If you’re keeping any data at all, and especially if you’re keeping multiple data points and attributes, the likelihood is that you’re going to wind up capable of reidentifying an individual. A very important study in Nature Communications reviewed a variety of “anonymized” datasets and came to a pretty striking conclusion:
Using our model, we find that 99.98% of Americans would be correctly re-identified in any dataset using 15 demographic attributes. Our results suggest that even heavily sampled anonymized datasets are unlikely to satisfy the modern standards for anonymization set forth by GDPR and seriously challenge the technical and legal adequacy of the de-identification release-and-forget model
In other words, if you have enough data attributes, even “anonymous” data is nothing of the sort, which means that GDPR’s approach to anonymization (followed around the world) has a fatal flaw in the underlying thought process, and the Get-Out-Of-Brussels-Free Card that data companies thought would protect them is actually fairly useless.
A Newer, Better Fad
This is usually the point in our blogs where we say “the good news is that there is another option” and lay out how to approach things differently. But today, we’re actually going to suggest following an older strategy to avoid some of this anonymization difficulty.
Step 1: Get rid of all the data you don’t need to fulfill your core purposes tied to the data.
Step 2: Then, once the core purpose is fulfilled, aggregate all of the data you need to run your analytics.
Step 3: Now delete the rest of the underlying data. Yes, all of it.
You may be thinking that you’ve just deleted all of the data and you’d be right. That’s often the best answer: you can’t be held liable or responsible for data you no longer own. Get rid of it! Aggregated data is, in our view, the only truly anonymous data out there, because it’s not possible to walk the process back and reidentify an individual from aggregated statistics.
Now, will this work for everyone and for every dataset? Of course not. Sometimes you need the data for business purposes or for regulatory reasons. But in those cases, anonymization wasn’t appropriate anyway, because you have ongoing duties to protect data based on usage. Put another way, the problem with the anonymization fad is that it encourages shortcut thinking about data: “If we pseudonymize well enough, we can just do whatever we want with the data!” Except no, you can’t, and the data protection authorities are very touchy about what qualifies as properly pseudonymous or anonymized.

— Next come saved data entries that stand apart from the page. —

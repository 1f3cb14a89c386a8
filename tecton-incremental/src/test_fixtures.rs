//! Shared builders for unit tests

use std::sync::atomic::{AtomicUsize, Ordering};
use tecton_model::{
    AssembledTopology, DefaultGeometryService, Feature, FeatureType, FiniteRotation,
    GeometryOnSphere, GeometryService, MeshingOptions, NetworkMesh, PointOnSphere, PolygonMesh,
    TotalReconstructionPole, TotalReconstructionSequence,
};
use tecton_types::{FeatureId, PlateId};

/// Rotation of `moving` about the north pole, from zero at present day to
/// `angle_at_100` degrees at 100 Ma.
pub fn rotation_feature(fixed: u64, moving: u64, angle_at_100: f64) -> Feature {
    Feature::new(FeatureType::TotalReconstructionSequence).rotation_sequence(
        TotalReconstructionSequence::new(
            PlateId(fixed),
            PlateId(moving),
            vec![
                TotalReconstructionPole {
                    time: 0.0,
                    rotation: FiniteRotation::identity(),
                },
                TotalReconstructionPole {
                    time: 100.0,
                    rotation: FiniteRotation::from_pole_lat_lon(90.0, 0.0, angle_at_100),
                },
            ],
        ),
    )
}

pub fn point_feature(id: &str, plate: u64, lat: f64, lon: f64) -> Feature {
    Feature::with_id(FeatureId::new(id), FeatureType::Coastline)
        .plate_id(plate)
        .geometry(
            "position",
            GeometryOnSphere::Point(PointOnSphere::from_lat_lon(lat, lon)),
        )
}

pub fn polyline_feature(id: &str, plate: u64, lat_lons: &[(f64, f64)]) -> Feature {
    Feature::with_id(FeatureId::new(id), FeatureType::SubductionZone)
        .plate_id(plate)
        .geometry("centerline", GeometryOnSphere::Polyline(points(lat_lons)))
}

pub fn polygon_feature(id: &str, plate: u64, lat_lons: &[(f64, f64)]) -> Feature {
    Feature::with_id(FeatureId::new(id), FeatureType::StaticPolygon)
        .plate_id(plate)
        .geometry("outline", GeometryOnSphere::Polygon(points(lat_lons)))
}

pub fn points(lat_lons: &[(f64, f64)]) -> Vec<PointOnSphere> {
    lat_lons
        .iter()
        .map(|&(lat, lon)| PointOnSphere::from_lat_lon(lat, lon))
        .collect()
}

/// Counts assembly calls, delegating to [`DefaultGeometryService`].
#[derive(Debug, Default)]
pub struct CountingGeometryService {
    pub assemblies: AtomicUsize,
    pub meshes: AtomicUsize,
}

impl CountingGeometryService {
    pub fn assemblies(&self) -> usize {
        self.assemblies.load(Ordering::SeqCst)
    }

    pub fn meshes(&self) -> usize {
        self.meshes.load(Ordering::SeqCst)
    }
}

impl GeometryService for CountingGeometryService {
    fn assemble_line(&self, sections: &[Vec<PointOnSphere>]) -> Option<AssembledTopology> {
        self.assemblies.fetch_add(1, Ordering::SeqCst);
        DefaultGeometryService.assemble_line(sections)
    }

    fn assemble_boundary(&self, sections: &[Vec<PointOnSphere>]) -> Option<AssembledTopology> {
        self.assemblies.fetch_add(1, Ordering::SeqCst);
        DefaultGeometryService.assemble_boundary(sections)
    }

    fn assemble_network(
        &self,
        boundary: &[Vec<PointOnSphere>],
        interior: &[Vec<PointOnSphere>],
        options: &MeshingOptions,
    ) -> Option<NetworkMesh> {
        self.assemblies.fetch_add(1, Ordering::SeqCst);
        DefaultGeometryService.assemble_network(boundary, interior, options)
    }

    fn polygon_contains(&self, polygon: &[PointOnSphere], point: &PointOnSphere) -> bool {
        DefaultGeometryService.polygon_contains(polygon, point)
    }

    fn build_polygon_mesh(&self, polygon: &[PointOnSphere]) -> Option<PolygonMesh> {
        self.meshes.fetch_add(1, Ordering::SeqCst);
        DefaultGeometryService.build_polygon_mesh(polygon)
    }

    fn network_dilatation_strain_rate(
        &self,
        mesh: &NetworkMesh,
        point: &PointOnSphere,
    ) -> Option<f64> {
        DefaultGeometryService.network_dilatation_strain_rate(mesh, point)
    }
}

Is it possible to truly anonymize data? Yes. Is it the answer to all of your data concerns? Probably not, because the most important aspect to your data is how you use it, how you learn from it, and how you leverage it to grow. Anonymized data is stripped of much of its usefulness in favor of a flimsy sense of getting out of regulatory oversight. In the end, it’s a far better plan to protect the data you want, delete the data you don’t, create anonymous data only if it fits certain limited parameters, and leave the fads to the other folks. This approach gives you more time, resources, and money — and they never go out of fashion.